A lot has been written recently regarding the potential benefits and disadvantages to consumers of the relaxation of the pension rules, including the impact of the change in definition of a pension transfer.
Consumers now have much greater choice when it comes to taking pension benefits or even just moving them from one provider to another. The need for clear advice is growing ever stronger, with some providers insisting on the involvement of an adviser to transact certain “transfers” over and above the minimum requirements set out by statute. However, do adviser firms always know what is best for their clients? And how do they control their advisers to ensure the best course of action is achieved?
Good governance arrangements within firms are, of course, crucial in achieving the best outcomes for clients. These arrangements cover all aspects of the firm’s activities from procedure drafting to training and competence, and recruitment to suitability report writing. Time and time again, however, the FCA finds firms in breach of the standards that have been clearly articulated by it and previous regulators. Pension switching and insistent clients are two areas of weakness.
The then FSA published its guidance on pension switching several years ago and provided a template document that firms could use to demonstrate the suitability of transactions. The FCA has also provided guidance to firms on insistent clients and the steps expected when undertaking switches to Sipps. For example, firms cannot avoid responsibility for the investment into which the client wishes to switch even if the client has simply requested advice on the vehicle to which to transfer.

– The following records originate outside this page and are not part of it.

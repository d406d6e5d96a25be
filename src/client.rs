//! MSL client: handshake, authenticated requests and token refresh.
//!
//! All state transitions (load, handshake, token renewal) happen under the
//! session lock. Authenticated sends copy a [`Snapshot`] of the keys out of
//! the lock and may run in parallel; whatever they learn from the response
//! is applied only if the session has not moved on in the meantime.
use std::sync::Arc;
use std::time::Duration;

use serde_json::Value;
use tokio::sync::{Mutex, MutexGuard};
use tokio_util::sync::CancellationToken;

use crate::config::MslConfig;
use crate::crypto::{Backend, CryptoProvider, HardwareCrypto, MediaDrm, SoftwareCrypto};
use crate::envelope::{
    decode_handshake_response, encode_handshake, extract_result, Capabilities, ChunkedResponse,
    Compression, HeaderData, MessageCodec, ResponseHeaderData, UserAuthData, RECIPIENT,
};
use crate::error::{Error, Result};
use crate::mpd::{self, Manifest, TranslateOptions};
use crate::profiles::{self, ManifestCapabilities};
use crate::session::{SessionState, Snapshot};
use crate::store::Store;
use crate::transport::{HttpResponse, Transport};
use crate::utils::unix_now;

/// License endpoint path used before any manifest advertised one.
pub const DEFAULT_LICENSE_HREF: &str = "/license";

/// Business JSON above this size is gzipped.
const COMPRESSION_THRESHOLD: usize = 1024;

/// Session diagnostics returned by [`MslClient::status`].
#[derive(Debug, Clone, PartialEq, Eq)]
pub struct SessionStatus {
    pub backend: Backend,
    pub has_keys: bool,
    pub sequence_number: Option<u64>,
    /// Master token expiration (unix seconds).
    pub expiration: Option<i64>,
    /// Seconds until expiration; negative once expired.
    pub remaining_secs: Option<i64>,
}

/// MSL client over a [`Transport`].
pub struct MslClient<T: Transport> {
    config: MslConfig,
    transport: T,
    crypto: Arc<dyn CryptoProvider>,
    state: Mutex<SessionState>,
    license_href: parking_lot::Mutex<Option<String>>,
}

impl<T: Transport> std::fmt::Debug for MslClient<T> {
    fn fmt(&self, f: &mut std::fmt::Formatter<'_>) -> std::fmt::Result {
        f.debug_struct("MslClient")
            .field("esn", &self.config.esn)
            .field("backend", &self.crypto.backend())
            .finish_non_exhaustive()
    }
}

Similarly, while the insistent client route exists, firms need to be aware the FCA believes the insistent client is the exception rather than the rule. Therefore, firms still need to take the greater consumer wellbeing into account in facilitating a transaction that is against their own advice. Too often these basic checks and balances are missing and too often firms’ systems and controls are being found wanting to both consumer and firm detriment.

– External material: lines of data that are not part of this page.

#![cfg(feature = "cli")]
use std::path::{Path, PathBuf};
use std::sync::Arc;

use anyhow::Context;
use clap::{ArgAction, Args, Parser, Subcommand};
use tokio_util::sync::CancellationToken;

use rsmsl::store::FileStore;
use rsmsl::transport::HttpTransport;
use rsmsl::utils::ensure_parent_dir;
use rsmsl::{ManifestCapabilities, MslClient, MslConfig};

use tracing::{error, info, warn, Level};

#[derive(Parser)]
#[command(name = "rsmsl", version, disable_version_flag = true, about = "rsmsl CLI")]
struct Cli {
    #[arg(short = 'v', long = "version", action = ArgAction::SetTrue)]
    version: bool,

    #[arg(short = 'd', long = "debug", action = ArgAction::SetTrue)]
    debug: bool,

    /// YAML client configuration.
    #[arg(short = 'c', long = "config")]
    config: Option<PathBuf>,

    /// Directory holding the persisted MSL state.
    #[arg(short = 's', long = "state-dir", default_value = ".")]
    state_dir: PathBuf,

    #[command(subcommand)]
    command: Option<Commands>,
}

/// Capability switches for the manifest profile list.
#[derive(Args)]
struct CapabilityArgs {
    #[arg(long, action = ArgAction::SetTrue)]
    hevc: bool,
    #[arg(long, action = ArgAction::SetTrue)]
    hdr: bool,
    #[arg(long = "dolby-vision", action = ArgAction::SetTrue)]
    dolby_vision: bool,
    #[arg(long, action = ArgAction::SetTrue)]
    vp9: bool,
    #[arg(long = "dolby-audio", action = ArgAction::SetTrue)]
    dolby_audio: bool,
    #[arg(long, action = ArgAction::SetTrue)]
    hdcp: bool,
}

impl From<&CapabilityArgs> for ManifestCapabilities {
    fn from(args: &CapabilityArgs) -> Self {
        ManifestCapabilities {
            hevc: args.hevc,
            hdr: args.hdr,
            dolby_vision: args.dolby_vision,
            vp9: args.vp9,
            dolby_audio: args.dolby_audio,
            hdcp_engaged: args.hdcp,
        }
    }
}

/// CLI subcommands.
#[derive(Subcommand)]
enum Commands {
    /// Run a key exchange and persist the new master token.
    Handshake,
    /// Fetch a manifest and write it as a DASH MPD.
    ///
    /// Prints the MPD to stdout unless an output path is given.
    Manifest {
        viewable_id: u64,
        #[command(flatten)]
        capabilities: CapabilityArgs,
        #[arg(short = 'o', long = "output")]
        output: Option<PathBuf>,
    },
    /// Exchange a base64 Widevine challenge for a base64 license.
    License {
        challenge: String,
        session_id: String,
    },
    /// Show the persisted master token.
    Status,
}

fn main() -> anyhow::Result<()> {
    let cli = Cli::parse();

    let level = if cli.debug {
        Level::DEBUG
    } else {
        Level::INFO
    };

    tracing_subscriber::fmt()
        .with_max_level(level)
        .with_writer(std::io::stderr)
        .init();

    info!("rsmsl version {}", env!("CARGO_PKG_VERSION"));

    if cli.version {
        return Ok(());
    }

    let Some(command) = cli.command else {
        error!("No command given, see --help");
        return Ok(());
    };
    let config_path = cli
        .config
        .as_deref()
        .context("--config is required for this command")?;

    let runtime = tokio::runtime::Builder::new_multi_thread()
        .enable_all()
        .build()
        .context("Failed to create runtime")?;
    runtime.block_on(run(command, config_path, &cli.state_dir))
}

async fn run(command: Commands, config_path: &Path, state_dir: &Path) -> anyhow::Result<()> {
    let config = MslConfig::from_path(config_path).context("Failed to load config")?;
    if config.effective_backend() != rsmsl::crypto::Backend::Software {
        warn!("Hardware DRM is not available from the CLI");
    }
    std::fs::create_dir_all(state_dir)
        .with_context(|| format!("Failed to create {}", state_dir.display()))?;
    let store = Arc::new(FileStore::new(state_dir));
    let transport = HttpTransport::new()?;
    let client = MslClient::new(config, transport, store, None)?;

    let cancel = CancellationToken::new();
    let on_interrupt = cancel.clone();
    tokio::spawn(async move {
        if tokio::signal::ctrl_c().await.is_ok() {
            warn!("Interrupted, cancelling");
            on_interrupt.cancel();
        }
    });

    match command {
        Commands::Handshake => {
            client.perform_handshake(&cancel).await?;
            print_status(&client).await?;
        }
        Commands::Manifest {
            viewable_id,
            capabilities,
            output,
        } => {
            let mpd = client
                .request_manifest(viewable_id, &(&capabilities).into(), &cancel)
                .await?;
            match output {
                Some(path) => {
                    ensure_parent_dir(&path)?;
                    std::fs::write(&path, mpd)
                        .with_context(|| format!("Failed to write {}", path.display()))?;
                    info!("[+] Wrote MPD to {}", path.display());
                }
                None => println!("{}", mpd),
            }
        }
        Commands::License {
            challenge,
            session_id,
        } => {
            let license = client
                .request_license(&challenge, &session_id, &cancel)
                .await?;
            println!("{}", license);
        }
        Commands::Status => print_status(&client).await?,
    }
    Ok(())
}

async fn print_status(client: &MslClient<HttpTransport>) -> anyhow::Result<()> {
    let status = client.status().await?;
    info!("Backend: {}", status.backend);
    match (status.sequence_number, status.expiration, status.remaining_secs) {
        (Some(sequence), Some(expiration), Some(remaining)) => {
            info!("Master token sequence: {}", sequence);
            info!("Expires: {} ({}s remaining)", expiration, remaining);
        }
        _ => info!("No master token, the next request will handshake"),
    }
    Ok(())
}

Furthermore, with the publication of CP15/30 earlier this month there are a lot more rule changes on the horizon. They include changes to the definitions of “high net worth” and “restricted” investors to ensure lump sum pension withdrawals are not considered to be income. Without this change there is concern many more individuals would, inappropriately, be able to consider themselves to be high net worth or restricted and thereby be exposed to higher risk investments not usually considered to be suitable for retail clients.
The proposed changes also seek to clarify the position regarding advising clients to access pension savings to repay debt with a reminder that such activity is regulated and that pressure to take this course of action is considered to be contrary to treating customers fairly.
Finally, further guidance is proposed to ensure advisers take any pension attachment orders into account when advising clients on the taking of pension benefits. This is considered necessary as, although the client is unlikely to include their ex-spouse or partner, it could be considered a breach of the client best interests requirement to not take the conditions of such an order into account.
The proliferation of consumers wishing to consider the new at retirement options with their pension benefits makes the need for greater controls in these areas ever more acute. Firms should consider undertaking a review of existing governance arrangements to ensure the appropriate controls are in place to manage the risks to customers and the business alike.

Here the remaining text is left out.